§ **Work task**: Only the lines from the top of the data through the line with "#[derive(Clone, Copy, Debug, PartialEq, Eq, Hash)]" should be repeated, each exactly as written.

§ **Records shown**:
⁂

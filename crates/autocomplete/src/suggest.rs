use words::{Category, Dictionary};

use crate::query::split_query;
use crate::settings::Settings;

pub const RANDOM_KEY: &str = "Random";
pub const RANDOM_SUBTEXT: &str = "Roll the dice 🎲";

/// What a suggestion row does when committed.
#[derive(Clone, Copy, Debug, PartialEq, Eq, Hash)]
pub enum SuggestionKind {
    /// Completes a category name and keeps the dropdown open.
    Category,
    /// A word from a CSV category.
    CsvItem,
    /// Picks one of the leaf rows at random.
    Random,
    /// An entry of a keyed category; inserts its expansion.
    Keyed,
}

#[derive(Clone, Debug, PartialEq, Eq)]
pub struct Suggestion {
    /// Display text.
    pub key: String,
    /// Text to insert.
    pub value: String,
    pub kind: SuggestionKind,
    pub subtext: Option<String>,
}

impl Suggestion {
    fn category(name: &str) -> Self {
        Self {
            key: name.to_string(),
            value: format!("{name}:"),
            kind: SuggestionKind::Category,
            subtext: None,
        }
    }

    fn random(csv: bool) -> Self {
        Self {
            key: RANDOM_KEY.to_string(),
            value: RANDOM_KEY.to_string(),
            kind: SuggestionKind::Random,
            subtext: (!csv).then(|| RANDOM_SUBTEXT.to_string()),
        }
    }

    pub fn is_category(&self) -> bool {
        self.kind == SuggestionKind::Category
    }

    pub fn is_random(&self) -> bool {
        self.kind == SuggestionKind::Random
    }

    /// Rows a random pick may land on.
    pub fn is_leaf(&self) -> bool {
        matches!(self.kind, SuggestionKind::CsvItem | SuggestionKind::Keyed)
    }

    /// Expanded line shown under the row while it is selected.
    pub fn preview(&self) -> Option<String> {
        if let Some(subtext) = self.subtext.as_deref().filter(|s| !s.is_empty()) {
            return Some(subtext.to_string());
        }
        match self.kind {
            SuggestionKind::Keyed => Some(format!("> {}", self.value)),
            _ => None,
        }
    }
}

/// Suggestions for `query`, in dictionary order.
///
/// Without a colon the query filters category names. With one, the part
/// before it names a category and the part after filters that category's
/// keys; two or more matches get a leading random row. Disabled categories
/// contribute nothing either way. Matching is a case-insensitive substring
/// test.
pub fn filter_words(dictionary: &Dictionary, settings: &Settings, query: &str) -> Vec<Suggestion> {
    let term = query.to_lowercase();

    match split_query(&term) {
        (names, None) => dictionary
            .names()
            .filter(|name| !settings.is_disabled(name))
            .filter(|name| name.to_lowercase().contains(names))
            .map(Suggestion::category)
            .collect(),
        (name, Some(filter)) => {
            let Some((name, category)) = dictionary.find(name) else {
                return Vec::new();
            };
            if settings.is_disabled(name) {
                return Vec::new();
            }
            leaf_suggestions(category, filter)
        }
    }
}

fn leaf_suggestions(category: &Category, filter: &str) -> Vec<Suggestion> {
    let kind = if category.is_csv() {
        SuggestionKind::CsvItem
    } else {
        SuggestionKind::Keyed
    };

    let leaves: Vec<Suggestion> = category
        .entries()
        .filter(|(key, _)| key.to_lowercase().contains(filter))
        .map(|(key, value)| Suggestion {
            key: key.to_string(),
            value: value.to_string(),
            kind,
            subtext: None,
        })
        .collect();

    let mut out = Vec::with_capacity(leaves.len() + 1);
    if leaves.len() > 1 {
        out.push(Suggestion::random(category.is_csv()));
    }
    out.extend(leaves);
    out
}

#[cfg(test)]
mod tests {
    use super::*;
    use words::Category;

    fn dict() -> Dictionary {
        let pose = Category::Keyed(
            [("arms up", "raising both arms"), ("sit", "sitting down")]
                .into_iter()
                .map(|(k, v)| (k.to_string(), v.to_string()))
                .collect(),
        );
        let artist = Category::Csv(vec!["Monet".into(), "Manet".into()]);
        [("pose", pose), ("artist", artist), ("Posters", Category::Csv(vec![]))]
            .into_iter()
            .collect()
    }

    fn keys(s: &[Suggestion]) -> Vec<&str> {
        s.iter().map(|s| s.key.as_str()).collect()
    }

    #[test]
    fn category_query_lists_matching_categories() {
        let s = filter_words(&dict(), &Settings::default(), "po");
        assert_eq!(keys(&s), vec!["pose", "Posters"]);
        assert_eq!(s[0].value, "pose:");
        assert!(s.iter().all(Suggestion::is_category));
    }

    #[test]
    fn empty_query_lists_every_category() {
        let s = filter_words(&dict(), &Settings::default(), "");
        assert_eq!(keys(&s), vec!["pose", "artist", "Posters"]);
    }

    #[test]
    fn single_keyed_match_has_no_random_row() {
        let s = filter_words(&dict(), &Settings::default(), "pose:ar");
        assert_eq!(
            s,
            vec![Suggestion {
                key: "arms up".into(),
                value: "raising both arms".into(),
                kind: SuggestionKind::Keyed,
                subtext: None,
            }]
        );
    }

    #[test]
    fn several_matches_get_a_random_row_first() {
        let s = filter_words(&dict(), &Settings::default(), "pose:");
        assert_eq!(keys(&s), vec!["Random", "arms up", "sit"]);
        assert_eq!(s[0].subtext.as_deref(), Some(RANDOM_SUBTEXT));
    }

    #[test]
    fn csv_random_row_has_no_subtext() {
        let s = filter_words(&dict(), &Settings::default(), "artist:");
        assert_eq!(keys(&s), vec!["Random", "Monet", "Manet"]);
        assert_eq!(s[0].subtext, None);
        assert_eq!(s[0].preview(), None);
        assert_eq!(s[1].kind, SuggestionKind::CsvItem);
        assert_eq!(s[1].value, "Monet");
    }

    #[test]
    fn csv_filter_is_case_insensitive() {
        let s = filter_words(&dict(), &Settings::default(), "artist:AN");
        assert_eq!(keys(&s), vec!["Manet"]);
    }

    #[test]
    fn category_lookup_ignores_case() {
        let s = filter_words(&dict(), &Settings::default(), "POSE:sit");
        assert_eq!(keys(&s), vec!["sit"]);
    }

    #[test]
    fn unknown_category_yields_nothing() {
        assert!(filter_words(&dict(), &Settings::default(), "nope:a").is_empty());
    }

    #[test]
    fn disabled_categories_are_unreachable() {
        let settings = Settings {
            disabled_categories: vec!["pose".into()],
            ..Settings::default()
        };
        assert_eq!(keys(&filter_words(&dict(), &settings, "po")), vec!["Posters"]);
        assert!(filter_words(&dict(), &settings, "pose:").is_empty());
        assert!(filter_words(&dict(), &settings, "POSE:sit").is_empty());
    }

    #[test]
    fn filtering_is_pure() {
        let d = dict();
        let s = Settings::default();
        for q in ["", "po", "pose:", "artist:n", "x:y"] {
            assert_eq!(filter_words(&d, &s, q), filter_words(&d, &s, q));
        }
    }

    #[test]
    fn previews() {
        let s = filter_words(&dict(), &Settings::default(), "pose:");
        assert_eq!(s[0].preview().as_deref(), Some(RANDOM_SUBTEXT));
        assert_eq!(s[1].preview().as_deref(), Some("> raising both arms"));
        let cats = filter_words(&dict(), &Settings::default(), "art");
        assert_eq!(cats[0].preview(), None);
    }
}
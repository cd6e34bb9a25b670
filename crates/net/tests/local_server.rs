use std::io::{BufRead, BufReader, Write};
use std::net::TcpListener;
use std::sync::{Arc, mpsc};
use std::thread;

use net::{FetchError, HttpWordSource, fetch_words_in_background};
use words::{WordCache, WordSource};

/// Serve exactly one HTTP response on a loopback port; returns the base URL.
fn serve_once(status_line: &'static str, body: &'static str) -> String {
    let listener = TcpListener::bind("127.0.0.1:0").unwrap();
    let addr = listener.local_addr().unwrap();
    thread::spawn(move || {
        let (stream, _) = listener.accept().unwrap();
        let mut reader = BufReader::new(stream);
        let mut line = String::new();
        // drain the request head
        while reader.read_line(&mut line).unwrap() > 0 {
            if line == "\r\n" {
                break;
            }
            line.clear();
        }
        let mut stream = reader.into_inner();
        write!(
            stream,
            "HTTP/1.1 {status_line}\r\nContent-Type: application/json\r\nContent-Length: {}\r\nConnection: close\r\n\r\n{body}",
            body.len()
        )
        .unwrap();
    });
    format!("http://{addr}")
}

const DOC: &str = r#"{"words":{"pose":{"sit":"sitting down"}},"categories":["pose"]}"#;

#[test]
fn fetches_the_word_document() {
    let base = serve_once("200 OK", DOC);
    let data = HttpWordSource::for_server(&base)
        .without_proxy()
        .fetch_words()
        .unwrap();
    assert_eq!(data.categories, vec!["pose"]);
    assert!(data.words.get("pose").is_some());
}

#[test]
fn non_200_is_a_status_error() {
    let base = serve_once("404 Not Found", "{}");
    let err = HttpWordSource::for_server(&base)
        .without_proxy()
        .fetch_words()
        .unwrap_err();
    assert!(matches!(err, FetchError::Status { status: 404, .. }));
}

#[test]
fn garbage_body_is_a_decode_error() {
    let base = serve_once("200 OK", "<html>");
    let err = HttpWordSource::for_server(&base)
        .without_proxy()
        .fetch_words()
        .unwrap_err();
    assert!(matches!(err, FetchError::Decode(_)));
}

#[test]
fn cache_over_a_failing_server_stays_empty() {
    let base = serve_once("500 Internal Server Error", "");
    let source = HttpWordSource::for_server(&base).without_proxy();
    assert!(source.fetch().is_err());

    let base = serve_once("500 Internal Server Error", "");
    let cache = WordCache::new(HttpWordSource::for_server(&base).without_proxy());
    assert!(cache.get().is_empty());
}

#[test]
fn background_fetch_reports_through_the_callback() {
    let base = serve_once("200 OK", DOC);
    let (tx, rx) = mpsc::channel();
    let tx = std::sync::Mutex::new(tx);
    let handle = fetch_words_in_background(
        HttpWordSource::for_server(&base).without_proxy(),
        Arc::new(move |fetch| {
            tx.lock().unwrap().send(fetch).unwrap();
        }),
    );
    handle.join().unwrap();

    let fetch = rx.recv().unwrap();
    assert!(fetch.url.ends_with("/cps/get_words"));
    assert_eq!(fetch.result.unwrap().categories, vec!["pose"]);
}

⁂

§ **Finished task**:
filename crates/autocomplete/src/suggest.rs
use words::{Category, Dictionary};

use crate::query::split_query;
use crate::settings::Settings;

pub const RANDOM_KEY: &str = "Random";
pub const RANDOM_SUBTEXT: &str = "Roll the dice 🎲";

/// What a suggestion row does when committed.
#[derive(Clone, Copy, Debug, PartialEq, Eq, Hash)]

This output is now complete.